Should there be a right to privately discriminate? Does a restaurant owner have the right to serve only whites, or only men? Is a segregated lunch counter (like at Woolworth in 1960’s North Carolina) okay, as GOP U.S. Senate candidate Rand Paul was asked? Is a business, like a hotel, private? Or more like government, and public?

Remember that 90 percent of the Civil Rights Act of 1964 (the culmination of M.L. King’s work) was dealing with government and public actions, only 10 percent expanded the notion of non-discrimination into the formerly private realm of hotels and restaurants.

I can choose to date and marry only white women, right? No Civil Rights Act should be able to tell me differently. Plus you could invite only straight people, or Democrats, to your Christmas party, and no Civil Rights Act should be able to tell you differently, right? The same for a private social club. We agree here because these are areas of private life. But can’t a business be similarly seen?

Private property rights (and their corollary, 1st Amendment free association rights, including the right not to associate) really are the bedrock of America’s economic system that has created the wealthiest society ever. Private property rights, and being able to enforce them in court, are a prerequisite to a wealthy society.

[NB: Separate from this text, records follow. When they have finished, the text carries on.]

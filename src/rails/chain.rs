use super::{
    ChainClient, ChainEscrowCreated, ChainEscrowSpec, ChainTxReceipt, OnChainEscrowView,
    StablecoinTransfer,
};
use crate::errors::{EscrowEngineError, Result};
use async_trait::async_trait;
use serde::Deserialize;
use std::collections::{HashMap, HashSet};
use std::sync::Arc;
use std::time::Duration;
use tokio::sync::RwLock;
use tracing::{info, warn};
use uuid::Uuid;

pub struct HttpChainClient {
    client: reqwest::Client,
    base_url: String,
}

#[derive(Debug, Deserialize)]
struct CreateEscrowResponse {
    chain_escrow_id: String,
    tx_hash: String,
}

#[derive(Debug, Deserialize)]
struct TransferResponse {
    tx_hash: String,
}

#[derive(Debug, Deserialize)]
struct PaymentIdUsedResponse {
    used: bool,
}

#[derive(Debug, Deserialize)]
struct ChainErrorBody {
    code: Option<String>,
    message: Option<String>,
}

impl HttpChainClient {
    pub fn new(base_url: &str, timeout_secs: u64) -> Self {
        let client = reqwest::Client::builder()
            .timeout(Duration::from_secs(timeout_secs))
            .build()
            .expect("reqwest client can be built");

        Self {
            client,
            base_url: base_url.trim_end_matches('/').to_string(),
        }
    }

    async fn map_error(resp: reqwest::Response, context: &str) -> EscrowEngineError {
        let status = resp.status();
        let body: Option<ChainErrorBody> = resp.json().await.ok();

        match body.as_ref().and_then(|b| b.code.as_deref()) {
            Some("invalid_address") => EscrowEngineError::InvalidAddress(
                body.and_then(|b| b.message).unwrap_or_default(),
            ),
            Some("insufficient_balance") => EscrowEngineError::InsufficientBalance {
                scope: "chain",
                required: 0,
                available: 0,
            },
            _ => EscrowEngineError::ExternalRailUnavailable(format!(
                "{} returned {}",
                context, status
            )),
        }
    }
}

#[async_trait]
impl ChainClient for HttpChainClient {
    async fn create_escrow(&self, spec: &ChainEscrowSpec) -> Result<ChainEscrowCreated> {
        let resp = self
            .client
            .post(format!("{}/v1/escrows", self.base_url))
            .json(spec)
            .send()
            .await?;

        if !resp.status().is_success() {
            return Err(Self::map_error(resp, "escrow creation").await);
        }

        let body: CreateEscrowResponse = resp.json().await?;
        Ok(ChainEscrowCreated {
            chain_escrow_id: body.chain_escrow_id,
            tx_hash: body.tx_hash,
        })
    }

    async fn transfer_stablecoin(&self, transfer: &StablecoinTransfer) -> Result<ChainTxReceipt> {
        let resp = self
            .client
            .post(format!("{}/v1/transfers", self.base_url))
            .json(transfer)
            .send()
            .await?;

        if !resp.status().is_success() {
            return Err(Self::map_error(resp, "stablecoin transfer").await);
        }

        let body: TransferResponse = resp.json().await?;
        Ok(ChainTxReceipt {
            tx_hash: body.tx_hash,
        })
    }

    async fn refund_escrow(&self, chain_escrow_id: &str) -> Result<ChainTxReceipt> {
        let resp = self
            .client
            .post(format!(
                "{}/v1/escrows/{}/refund",
                self.base_url, chain_escrow_id
            ))
            .send()
            .await?;

        if !resp.status().is_success() {
            return Err(Self::map_error(resp, "escrow refund").await);
        }

        let body: TransferResponse = resp.json().await?;
        Ok(ChainTxReceipt {
            tx_hash: body.tx_hash,
        })
    }

    async fn get_escrow(&self, chain_escrow_id: &str) -> Result<OnChainEscrowView> {
        let resp = self
            .client
            .get(format!(
                "{}/v1/escrows/{}",
                self.base_url, chain_escrow_id
            ))
            .send()
            .await?;

        if !resp.status().is_success() {
            return Err(Self::map_error(resp, "escrow lookup").await);
        }

        Ok(resp.json().await?)
    }

    async fn is_payment_id_used(&self, payment_id: Uuid) -> Result<bool> {
        let resp = self
            .client
            .get(format!(
                "{}/v1/payments/{}/used",
                self.base_url, payment_id
            ))
            .send()
            .await?;

        if !resp.status().is_success() {
            return Err(Self::map_error(resp, "payment id lookup").await);
        }

        let body: PaymentIdUsedResponse = resp.json().await?;
        Ok(body.used)
    }
}

/// Mock chain: in-memory escrow contract state plus the payment-id guard,
/// enough to drive the settlement workers end to end without a node.
pub struct MockChainClient {
    latency_ms: u64,
    success_rate: f64,
    escrows: Arc<RwLock<HashMap<String, OnChainEscrowView>>>,
    used_payment_ids: Arc<RwLock<HashSet<Uuid>>>,
}

impl MockChainClient {
    pub fn new(latency_ms: u64, success_rate: f64) -> Self {
        Self {
            latency_ms,
            success_rate,
            escrows: Arc::new(RwLock::new(HashMap::new())),
            used_payment_ids: Arc::new(RwLock::new(HashSet::new())),
        }
    }

    fn should_succeed(&self) -> bool {
        rand::random::<f64>() < self.success_rate
    }

    async fn simulate_latency(&self) {
        if self.latency_ms > 0 {
            tokio::time::sleep(Duration::from_millis(self.latency_ms)).await;
        }
    }

    fn tx_hash() -> String {
        format!("0x{}", Uuid::new_v4().simple())
    }
}

#[async_trait]
impl ChainClient for MockChainClient {
    async fn create_escrow(&self, spec: &ChainEscrowSpec) -> Result<ChainEscrowCreated> {
        self.simulate_latency().await;

        if !self.should_succeed() {
            warn!("Mock chain: simulated escrow creation failure");
            return Err(EscrowEngineError::ExternalRailUnavailable(
                "simulated chain failure".to_string(),
            ));
        }

        let chain_escrow_id = format!("ESC-{}", spec.reference.simple());
        self.escrows.write().await.insert(
            chain_escrow_id.clone(),
            OnChainEscrowView {
                remaining_minor: spec.amount_minor,
                released_minor: 0,
                active: true,
                refunded: false,
            },
        );

        info!(chain_escrow_id = %chain_escrow_id, amount_minor = spec.amount_minor, "Mock chain escrow created");
        Ok(ChainEscrowCreated {
            chain_escrow_id,
            tx_hash: Self::tx_hash(),
        })
    }

    async fn transfer_stablecoin(&self, transfer: &StablecoinTransfer) -> Result<ChainTxReceipt> {
        self.simulate_latency().await;

        if transfer.to_address.is_empty() {
            return Err(EscrowEngineError::InvalidAddress("empty address".to_string()));
        }

        if !self.should_succeed() {
            warn!("Mock chain: simulated transfer failure");
            return Err(EscrowEngineError::ExternalRailUnavailable(
                "simulated chain failure".to_string(),
            ));
        }

        self.used_payment_ids.write().await.insert(transfer.payment_id);
        info!(payment_id = %transfer.payment_id, amount_minor = transfer.amount_minor, "Mock stablecoin transfer");
        Ok(ChainTxReceipt {
            tx_hash: Self::tx_hash(),
        })
    }

    async fn refund_escrow(&self, chain_escrow_id: &str) -> Result<ChainTxReceipt> {
        self.simulate_latency().await;

        if !self.should_succeed() {
            return Err(EscrowEngineError::ExternalRailUnavailable(
                "simulated chain failure".to_string(),
            ));
        }

        let mut escrows = self.escrows.write().await;
        match escrows.get_mut(chain_escrow_id) {
            Some(view) => {
                view.active = false;
                view.refunded = true;
                view.remaining_minor = 0;
                Ok(ChainTxReceipt {
                    tx_hash: Self::tx_hash(),
                })
            }
            None => Err(EscrowEngineError::ExternalRailUnavailable(format!(
                "unknown chain escrow {}",
                chain_escrow_id
            ))),
        }
    }

    async fn get_escrow(&self, chain_escrow_id: &str) -> Result<OnChainEscrowView> {
        self.simulate_latency().await;

        self.escrows
            .read()
            .await
            .get(chain_escrow_id)
            .cloned()
            .ok_or_else(|| {
                EscrowEngineError::ExternalRailUnavailable(format!(
                    "unknown chain escrow {}",
                    chain_escrow_id
                ))
            })
    }

    async fn is_payment_id_used(&self, payment_id: Uuid) -> Result<bool> {
        self.simulate_latency().await;
        Ok(self.used_payment_ids.read().await.contains(&payment_id))
    }
}

#[cfg(test)]
mod tests {
    use super::*;

    #[tokio::test]
    async fn test_mock_escrow_lifecycle() {
        let client = MockChainClient::new(0, 1.0);
        let created = client
            .create_escrow(&ChainEscrowSpec {
                reference: Uuid::new_v4(),
                amount_minor: 50_000,
                expires_at: None,
            })
            .await
            .unwrap();

        let view = client.get_escrow(&created.chain_escrow_id).await.unwrap();
        assert!(view.active);
        assert_eq!(view.remaining_minor, 50_000);

        client.refund_escrow(&created.chain_escrow_id).await.unwrap();
        let view = client.get_escrow(&created.chain_escrow_id).await.unwrap();
        assert!(view.refunded);
        assert_eq!(view.remaining_minor, 0);
    }

    #[tokio::test]
    async fn test_payment_id_guard_flips_after_transfer() {
        let client = MockChainClient::new(0, 1.0);
        let payment_id = Uuid::new_v4();

        assert!(!client.is_payment_id_used(payment_id).await.unwrap());

        client
            .transfer_stablecoin(&StablecoinTransfer {
                to_address: "0xabc".to_string(),
                amount_minor: 10_000,
                payment_id,
            })
            .await
            .unwrap();

        assert!(client.is_payment_id_used(payment_id).await.unwrap());
    }

    #[tokio::test]
    async fn test_transfer_rejects_empty_address() {
        let client = MockChainClient::new(0, 1.0);
        let result = client
            .transfer_stablecoin(&StablecoinTransfer {
                to_address: String::new(),
                amount_minor: 10_000,
                payment_id: Uuid::new_v4(),
            })
            .await;
        assert!(matches!(result, Err(EscrowEngineError::InvalidAddress(_))));
    }
}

So if a business like a bar was “public” like liberals want, then I could insist on bringing a gun into your bar and you couldn’t deny me that. This is wrong. You should be able to ban guns from your business premise. He who pays the piper calls the tune. If you’re a business owner and you don’t want to serve atheists, Jews, NRA members, Republicans or the elderly, you should be allowed to do it. But you won’t last long.

A bigoted business would be so boycotted, picketed, filmed and humiliated for its neanderthal values and driven out of business. Do you know you can picket a person’s home during reasonable hours as long as you’re not unduly loud or disorderly? Bigoted owners would have their homes picketed.

That we’re having this debate, and that it is seemingly so controversial to discuss the right to privately discriminate, shows that Americans have lost the idea of the public-private distinction in property. Just because someone opens a business, doesn’t mean their property is now “public” and can be commandeered by the state.

But who cares if a restaurant started denying gays or blacks? One or two novelty joints might open up but they’d boycotted out of business quickly. TV news cams would humiliate them. They’d feel the pain of what sociologists and anthropologists call “informal sanctions.”

As Voltaire said, “I hate what you say, but I’ll support your right to say it,” true constitutionalists like Rand Paul should say, “I hate your discriminatory business practices, but I’ll support your right to do them.” Property rights are just as important as free speech rights and the same concept should apply.

And remember what societal ills the Civil Rights Act of 1964 was primarily aiming at. It was government laws and facilities, not private business conduct, that M.L. King was marching against. And remember that with the private bus companies in Alabama (famous for Rosa Parks), it was a government law that started the bus discrimination in Montgomery, Alabama, not a privately formed bus cartel.

The only color the market sees is green. The power of the color of money is stronger than the power of the color of skin. It may not have been in 1964 in the Deep South, but 46 years later in 2010 with a black President, I’d submit that it is throughout America. In a free market, greed and profit incentive will trump racism so I don’t worry that a segregated shopping mall will spring up if we protect property rights.

Jeff E. Jared is an attorney and political writer in Kirkland.